Esses objetivos oficiais ocultavam uma missão diplomática secreta. Ele partiu como embaixador do rei da Boêmia com o objetivo de convencer reis e príncipes de que os estava visitando para convidá-los a aderir a um grande projeto, uma federação europeia, independente do papa e do imperador germânico. O rei francês Luis XI foi seduzido pela ideia, o que colocou a França no topo de sua organização. Para convencer os outros soberanos, Jorge de dispôs-se a ajudá-los a combater o avanço dos turcos no mundo cristão, mobilizando a federação europeia.
Ademais, propôs a constituição de um conselho permanente, incumbido de arbitrar os litígios entre os príncipes. Leon de Rosmital reuniu-se não só com Luis XI, mas com o duque de Borgonha, Filipe, o Bom; com o rei da Inglaterra, Eduardo IV; com o rei de Castela, Henrique IV; com o rei de Portugal, Afonso V; e com o rei de Aragão, João II.
Cada um dos anfitriões o tratou bem, convidando-o para jantares, bailes, torneios e touradas – mas nenhum deles levou a sério a proposta. O papa Pio II ficou furioso e redobrou os esforços para depô-lo com lider, por se tratar de um herege, cuja sugestão de uma Europa unida era menos ameaçadora para os turcos que para o papado em si.
Pio convocou uma cruzada contra Podebrady e os tchecos. Matias Corvino, ex-genro de Jorge, foi declarado pelo papa rei da Boêmia e a invadiu. Jorge, venceu uma batalha famosa em 1468, mas os húngaros conquistaram boa parte do leste do país.
Jorge, exausto de lutar em todas as frentes, morreu em 22 de março de 1471.
Suas tentativas de construir uma Europa unida se extinguiram com ele.
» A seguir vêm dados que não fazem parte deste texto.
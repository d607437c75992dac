//! MongoDB ProductStore implementation.

use async_trait::async_trait;
use futures::TryStreamExt;
use mongodb::bson::doc;
use mongodb::{Collection, Database};
use rust_decimal::Decimal;
use serde::{Deserialize, Serialize};
use uuid::Uuid;

use crate::domain::product::Product;
use crate::storage::{ProductStore, Result, StorageError};

use super::PRODUCTS_COLLECTION;

/// Stored shape of a product. Price serializes as a plain double.
#[derive(Debug, Serialize, Deserialize)]
struct ProductDoc {
    #[serde(rename = "_id")]
    id: String,
    name: String,
    category: String,
    price: Decimal,
    stock: i64,
    image: String,
}

impl From<&Product> for ProductDoc {
    fn from(product: &Product) -> Self {
        Self {
            id: product.id.to_string(),
            name: product.name.clone(),
            category: product.category.clone(),
            price: product.price,
            stock: product.stock,
            image: product.image.clone(),
        }
    }
}

impl TryFrom<ProductDoc> for Product {
    type Error = StorageError;

    fn try_from(doc: ProductDoc) -> Result<Self> {
        Ok(Product {
            id: Uuid::parse_str(&doc.id)?,
            name: doc.name,
            category: doc.category,
            price: doc.price,
            stock: doc.stock,
            image: doc.image,
        })
    }
}

/// MongoDB implementation of ProductStore.
pub struct MongoProductStore {
    products: Collection<ProductDoc>,
}

impl MongoProductStore {
    pub fn new(database: &Database) -> Self {
        Self {
            products: database.collection(PRODUCTS_COLLECTION),
        }
    }
}

#[async_trait]
impl ProductStore for MongoProductStore {
    async fn insert(&self, product: &Product) -> Result<()> {
        self.products.insert_one(ProductDoc::from(product)).await?;
        Ok(())
    }

    async fn list(&self) -> Result<Vec<Product>> {
        let docs: Vec<ProductDoc> = self.products.find(doc! {}).await?.try_collect().await?;
        docs.into_iter().map(Product::try_from).collect()
    }

    async fn find_by_id(&self, id: Uuid) -> Result<Option<Product>> {
        let doc = self
            .products
            .find_one(doc! { "_id": id.to_string() })
            .await?;
        doc.map(Product::try_from).transpose()
    }

    async fn find_by_ids(&self, ids: &[Uuid]) -> Result<Vec<Product>> {
        if ids.is_empty() {
            return Ok(Vec::new());
        }
        let id_strings: Vec<String> = ids.iter().map(Uuid::to_string).collect();
        let docs: Vec<ProductDoc> = self
            .products
            .find(doc! { "_id": { "$in": id_strings } })
            .await?
            .try_collect()
            .await?;
        docs.into_iter().map(Product::try_from).collect()
    }

    async fn update(&self, product: &Product) -> Result<()> {
        let result = self
            .products
            .replace_one(
                doc! { "_id": product.id.to_string() },
                ProductDoc::from(product),
            )
            .await?;
        if result.matched_count == 0 {
            return Err(StorageError::NotFound {
                entity: "product",
                id: product.id.to_string(),
            });
        }
        Ok(())
    }

    async fn delete(&self, id: Uuid) -> Result<Product> {
        let doc = self
            .products
            .find_one_and_delete(doc! { "_id": id.to_string() })
            .await?;
        match doc {
            Some(doc) => Product::try_from(doc),
            None => Err(StorageError::NotFound {
                entity: "product",
                id: id.to_string(),
            }),
        }
    }

    async fn adjust_stock(&self, id: Uuid, delta: i64) -> Result<bool> {
        // A negative delta is conditional on sufficient stock; the filter
        // and the $inc run as one atomic document update.
        let filter = if delta < 0 {
            doc! { "_id": id.to_string(), "stock": { "$gte": -delta } }
        } else {
            doc! { "_id": id.to_string() }
        };
        let result = self
            .products
            .update_one(filter, doc! { "$inc": { "stock": delta } })
            .await?;
        Ok(result.matched_count == 1)
    }
}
Não havia dinastia – tratava-se de monarquia sufragada, hereditária – e o país sitiado não encontrou ninguém em suas próprias fileiras disposto a defendê-lo. Os membros da Dieta se entregaram primeiro aos reis poloneses, na esperança de proteção contra os húngaros e, 20 anos depois, aos Habsburgos que, em dois anos, os haviam destituído de todos os poderes, assim como aos checos, que perdurou até a Primeira Guerra Mundial.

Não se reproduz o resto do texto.